## [WORK INSTRUCTIONS]
Gather each line of the records where "text" appears.

## [RECORDS FOR THIS EXERCISE]
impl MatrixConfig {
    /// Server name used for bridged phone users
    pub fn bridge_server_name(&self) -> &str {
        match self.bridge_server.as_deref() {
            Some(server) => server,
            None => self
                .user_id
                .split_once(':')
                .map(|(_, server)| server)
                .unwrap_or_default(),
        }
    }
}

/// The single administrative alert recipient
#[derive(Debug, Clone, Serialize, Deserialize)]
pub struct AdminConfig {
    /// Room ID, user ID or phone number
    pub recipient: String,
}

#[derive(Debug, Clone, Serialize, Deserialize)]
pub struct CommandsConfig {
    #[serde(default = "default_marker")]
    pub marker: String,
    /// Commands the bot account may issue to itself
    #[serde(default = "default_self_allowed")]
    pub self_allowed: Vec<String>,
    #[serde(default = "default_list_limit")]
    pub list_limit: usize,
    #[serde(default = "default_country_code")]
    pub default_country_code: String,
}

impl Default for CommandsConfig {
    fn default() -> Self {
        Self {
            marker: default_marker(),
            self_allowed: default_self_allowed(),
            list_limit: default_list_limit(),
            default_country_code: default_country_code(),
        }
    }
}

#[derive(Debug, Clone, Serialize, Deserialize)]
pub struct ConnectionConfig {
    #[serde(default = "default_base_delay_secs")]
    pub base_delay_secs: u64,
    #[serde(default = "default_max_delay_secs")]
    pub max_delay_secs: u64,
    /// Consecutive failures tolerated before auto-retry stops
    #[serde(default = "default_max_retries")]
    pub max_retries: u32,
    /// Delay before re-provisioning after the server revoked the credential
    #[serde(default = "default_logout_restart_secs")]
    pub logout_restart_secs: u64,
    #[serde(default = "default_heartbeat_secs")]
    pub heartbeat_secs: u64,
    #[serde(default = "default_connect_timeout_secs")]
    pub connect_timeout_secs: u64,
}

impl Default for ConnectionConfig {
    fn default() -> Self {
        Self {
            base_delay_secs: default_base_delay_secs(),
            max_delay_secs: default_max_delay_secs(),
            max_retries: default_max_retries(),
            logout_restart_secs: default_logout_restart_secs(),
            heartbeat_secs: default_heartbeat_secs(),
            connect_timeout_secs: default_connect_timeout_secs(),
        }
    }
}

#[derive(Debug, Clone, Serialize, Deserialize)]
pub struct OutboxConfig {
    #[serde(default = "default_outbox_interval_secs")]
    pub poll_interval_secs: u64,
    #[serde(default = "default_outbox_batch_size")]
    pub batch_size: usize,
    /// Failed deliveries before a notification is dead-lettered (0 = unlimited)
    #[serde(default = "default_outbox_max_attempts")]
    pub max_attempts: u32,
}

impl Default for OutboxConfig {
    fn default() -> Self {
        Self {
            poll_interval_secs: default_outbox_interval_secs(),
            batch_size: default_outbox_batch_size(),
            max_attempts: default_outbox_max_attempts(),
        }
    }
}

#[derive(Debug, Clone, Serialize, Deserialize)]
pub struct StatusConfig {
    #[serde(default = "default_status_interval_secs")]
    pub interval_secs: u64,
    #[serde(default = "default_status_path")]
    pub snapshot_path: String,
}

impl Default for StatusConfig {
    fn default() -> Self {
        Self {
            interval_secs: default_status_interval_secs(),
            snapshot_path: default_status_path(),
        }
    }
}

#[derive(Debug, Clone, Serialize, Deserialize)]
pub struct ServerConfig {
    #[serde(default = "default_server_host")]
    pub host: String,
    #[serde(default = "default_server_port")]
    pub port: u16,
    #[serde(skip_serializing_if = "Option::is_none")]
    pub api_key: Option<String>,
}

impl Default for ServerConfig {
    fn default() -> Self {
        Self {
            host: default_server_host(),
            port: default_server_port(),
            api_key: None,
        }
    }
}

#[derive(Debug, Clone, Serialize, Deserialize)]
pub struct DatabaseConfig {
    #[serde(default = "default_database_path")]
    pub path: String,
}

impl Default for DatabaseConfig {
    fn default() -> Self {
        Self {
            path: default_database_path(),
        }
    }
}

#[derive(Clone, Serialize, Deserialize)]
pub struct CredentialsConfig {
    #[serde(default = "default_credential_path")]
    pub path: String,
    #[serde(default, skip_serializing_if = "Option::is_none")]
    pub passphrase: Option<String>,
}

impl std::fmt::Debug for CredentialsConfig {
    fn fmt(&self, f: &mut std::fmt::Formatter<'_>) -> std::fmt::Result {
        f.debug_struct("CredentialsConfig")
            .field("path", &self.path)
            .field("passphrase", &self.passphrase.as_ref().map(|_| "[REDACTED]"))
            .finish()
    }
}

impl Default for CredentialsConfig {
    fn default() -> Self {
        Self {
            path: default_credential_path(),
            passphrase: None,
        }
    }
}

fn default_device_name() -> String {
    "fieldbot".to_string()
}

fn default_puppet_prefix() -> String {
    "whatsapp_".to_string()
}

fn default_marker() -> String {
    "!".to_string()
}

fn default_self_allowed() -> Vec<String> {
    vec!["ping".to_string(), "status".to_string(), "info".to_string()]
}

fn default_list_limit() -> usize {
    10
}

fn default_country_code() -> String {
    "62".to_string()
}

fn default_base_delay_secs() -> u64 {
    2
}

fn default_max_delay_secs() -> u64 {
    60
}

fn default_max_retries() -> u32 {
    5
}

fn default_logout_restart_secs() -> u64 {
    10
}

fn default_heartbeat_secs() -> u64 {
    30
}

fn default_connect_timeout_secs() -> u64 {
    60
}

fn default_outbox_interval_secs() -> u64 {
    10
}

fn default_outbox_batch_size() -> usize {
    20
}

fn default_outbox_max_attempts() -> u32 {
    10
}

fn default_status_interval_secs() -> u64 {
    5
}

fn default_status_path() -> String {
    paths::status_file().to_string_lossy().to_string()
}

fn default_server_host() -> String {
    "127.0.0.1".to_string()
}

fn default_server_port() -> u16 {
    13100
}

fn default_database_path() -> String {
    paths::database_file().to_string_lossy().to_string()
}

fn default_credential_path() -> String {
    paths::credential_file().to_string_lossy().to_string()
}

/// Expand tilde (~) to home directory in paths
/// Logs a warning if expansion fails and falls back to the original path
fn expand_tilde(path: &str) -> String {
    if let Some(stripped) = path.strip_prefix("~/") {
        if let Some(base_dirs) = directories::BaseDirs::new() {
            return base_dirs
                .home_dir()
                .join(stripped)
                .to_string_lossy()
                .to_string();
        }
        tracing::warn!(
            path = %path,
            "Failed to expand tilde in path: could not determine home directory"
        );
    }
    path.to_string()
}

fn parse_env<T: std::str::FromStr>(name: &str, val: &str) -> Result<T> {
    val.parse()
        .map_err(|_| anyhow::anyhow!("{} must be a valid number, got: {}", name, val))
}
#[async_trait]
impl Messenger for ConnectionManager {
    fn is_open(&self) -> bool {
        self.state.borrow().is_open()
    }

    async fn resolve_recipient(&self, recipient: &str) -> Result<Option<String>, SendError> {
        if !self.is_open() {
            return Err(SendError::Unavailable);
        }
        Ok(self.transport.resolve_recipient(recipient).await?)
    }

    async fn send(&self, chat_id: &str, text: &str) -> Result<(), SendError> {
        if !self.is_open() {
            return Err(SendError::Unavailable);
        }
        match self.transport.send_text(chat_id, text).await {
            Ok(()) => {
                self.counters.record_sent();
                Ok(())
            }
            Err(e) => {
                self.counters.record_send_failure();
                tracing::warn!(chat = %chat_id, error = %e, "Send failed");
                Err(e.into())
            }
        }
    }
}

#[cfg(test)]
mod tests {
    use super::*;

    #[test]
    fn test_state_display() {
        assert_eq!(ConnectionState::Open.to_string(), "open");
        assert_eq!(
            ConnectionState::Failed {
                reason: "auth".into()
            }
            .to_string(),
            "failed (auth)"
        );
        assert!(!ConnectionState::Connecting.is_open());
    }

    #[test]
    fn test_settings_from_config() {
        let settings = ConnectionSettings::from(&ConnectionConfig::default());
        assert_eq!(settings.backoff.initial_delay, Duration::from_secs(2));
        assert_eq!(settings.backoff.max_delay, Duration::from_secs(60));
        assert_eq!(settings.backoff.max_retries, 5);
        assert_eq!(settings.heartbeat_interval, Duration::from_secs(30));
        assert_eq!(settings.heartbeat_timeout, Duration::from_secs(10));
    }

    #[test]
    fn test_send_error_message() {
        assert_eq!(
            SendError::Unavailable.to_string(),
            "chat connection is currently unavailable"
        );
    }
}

## [WRITTEN ANSWER]
    async fn send(&self, chat_id: &str, text: &str) -> Result<(), SendError> {
        match self.transport.send_text(chat_id, text).await {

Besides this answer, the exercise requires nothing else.